The technical issues aside, the common denominator in these attacks is human nature. Phishing attacks gain entry by exploiting the human desire to; please a coworker or superior, avoid criticism, address human curiosity, or place trust in a message because of whom the message appears to come from.
Despite extensive investments in layered security, perimeter defenses, employee training… and more, the human component in cybersecurity remains the most vulnerable element that cyber criminals are likely to exploit. That’s because statistics show social engineering has the highest probability of cybercrime success.
So how do organizations eliminate human vulnerability within their network? Put simply, they can’t.
That’s why noted technology analysts and cybersecurity visionaries believe that the next frontier of cyber defense rests upon cybersecurity solutions that utilize a combination of behavioral analytics, artificial intelligence, and virtual supercomputing. Increasingly, the emphasis in cybersecurity is shifting toward technologies that detect successful intrusions on the network BEFORE they can have harmful impacts on the enterprise.
On a personal note, Red Lambda is proud to be a leader on this cyber technology frontier. With cybersecurity becoming increasingly important to our nation’s economic and military stability, the Red Lambda team continues to develop innovative solutions that strengthen our defenses against cybercrime and nation-state cyber incursions.
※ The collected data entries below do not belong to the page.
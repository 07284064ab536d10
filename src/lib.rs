//! # ShardCache - An Embedded, Sharded Byte Cache
//!
//! ShardCache stores opaque byte values under byte-string keys, in memory,
//! with a time-to-live on every entry. It is built for many threads setting
//! and reading at once without a global lock.
//!
//! ## Features
//!
//! - **Sharded**: keys hash onto a power-of-two number of shards, each with
//!   its own reader/writer lock
//! - **Page Arenas**: values are appended into fixed-size pages instead of
//!   being allocated one by one, and pages are recycled as a whole
//! - **Bounded**: one atomic budget caps page memory across all shards; a
//!   write that would exceed it fails with `NoSpace` rather than evicting
//!   anything
//! - **TTL Expiry**: expired entries are removed lazily on read, by a
//!   background sweep once per TTL and by the periodic vacuum
//!
//! ## Architecture
//!
//! ```text
//! ┌──────────────────────────────────────────────────────────────────┐
//! │                           CacheEngine                            │
//! │                                                                  │
//! │   set/get/delete ──> ShardRouter ──> Shard ──┬─> KeyIndex        │
//! │                      (hash & mask)  (RwLock) └─> PageArena       │
//! │                                                    │             │
//! │                                                    ▼             │
//! │                                              SizeBudget          │
//! │                                            (AtomicU64, CAS)      │
//! │                                                                  │
//! │   VacuumScheduler ──> every shard in turn: drop expired          │
//! │   (Tokio task)        entries, reclaim empty pages               │
//! └──────────────────────────────────────────────────────────────────┘
//! ```
//!
//! ## Quick Start
//!
//! ```
//! use shardcache::{CacheConfig, CacheEngine, CacheError};
//! use std::time::Duration;
//!
//! let config = CacheConfig::new(Duration::from_secs(60))
//!     .with_shard_count(8)
//!     .with_max_size(10 * 1024 * 1024)
//!     .with_vacuum_interval(Duration::ZERO);
//! let cache = CacheEngine::new(config).unwrap();
//!
//! cache.set("k1", br#"{"id":1}"#).unwrap();
//!
//! // Size the buffer from the stored length
//! let mut buf = vec![0u8; cache.entry_len("k1").unwrap()];
//! let n = cache.get("k1", &mut buf).unwrap();
//! assert_eq!(&buf[..n], br#"{"id":1}"#);
//!
//! // Writing a live key again is refused unless force_set is on
//! assert_eq!(cache.set("k1", b"other"), Err(CacheError::KeyExists));
//!
//! cache.close().unwrap();
//! ```
//!
//! ## Module Overview
//!
//! - [`config`]: engine configuration and verbosity levels
//! - [`error`]: the error type and its numeric codes
//! - [`storage`]: shards, arenas, the router, the vacuum and the engine
//!
//! ## Design Highlights
//!
//! ### Append-Only Pages
//!
//! A set never rewrites bytes in place. Overwritten, deleted and expired
//! values become dead space in their page; the expiry sweep or the vacuum
//! reclaims a page once nothing on it is live.
//!
//! ### Explicit Lengths
//!
//! Reads copy into a caller buffer and return the byte count, so values may
//! contain any bytes, zeros included.

pub mod config;
pub mod error;
pub mod storage;

// Re-export commonly used types for convenience
pub use config::{CacheConfig, Verbosity};
pub use error::{CacheError, Result};
pub use storage::{CacheEngine, EngineStats, ShardStats, SweepReport, VacuumReport};

/// Version of ShardCache
pub const VERSION: &str = env!("CARGO_PKG_VERSION");
//! Storage Module
//!
//! The layers of the cache, from the bottom up:
//!
//! - [`budget`]: the global size counter shared by every shard
//! - [`arena`]: fixed-capacity pages holding entry bytes
//! - [`index`]: key to entry descriptor map
//! - [`shard`]: one index and one arena behind a reader/writer lock
//! - [`router`]: hashes keys onto shards
//! - [`vacuum`]: the background expiry and vacuum passes
//! - [`engine`]: the public [`CacheEngine`]
//!
//! ## Example
//!
//! ```
//! use shardcache::storage::CacheEngine;
//! use shardcache::CacheConfig;
//! use std::time::Duration;
//!
//! let cache = CacheEngine::new(
//!     CacheConfig::default()
//!         .with_shard_count(8)
//!         .with_max_size(1024 * 1024)
//!         .with_vacuum_interval(Duration::ZERO),
//! )
//! .unwrap();
//!
//! // Set with a one hour TTL
//! cache
//!     .set_with_ttl("session", b"token123", Duration::from_secs(3600))
//!     .unwrap();
//! assert_eq!(cache.entry_len("session").unwrap(), 8);
//! ```

pub mod arena;
pub mod budget;
pub mod engine;
pub mod index;
pub mod router;
pub mod shard;
pub mod vacuum;

// Re-export commonly used types
pub use engine::{CacheEngine, EngineStats};
pub use shard::{ShardStats, VacuumReport};
pub use vacuum::SweepReport;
While cybersecurity innovation will continue into the next decade the weaknesses of human nature will likely remain as the largest vulnerability to protecting cyber assets. Going forward, organizations will need to increasingly shift their cybersecurity focus on more effective detection technologies capable of identifying threat-induced anomalies in real-time, allowing them to implement immediate threat mitigation responses that prevent data loss and business disruption.
At the end of the day, we can’t change human nature, but we can create technologies that stop cyber attackers who intend to exploit it.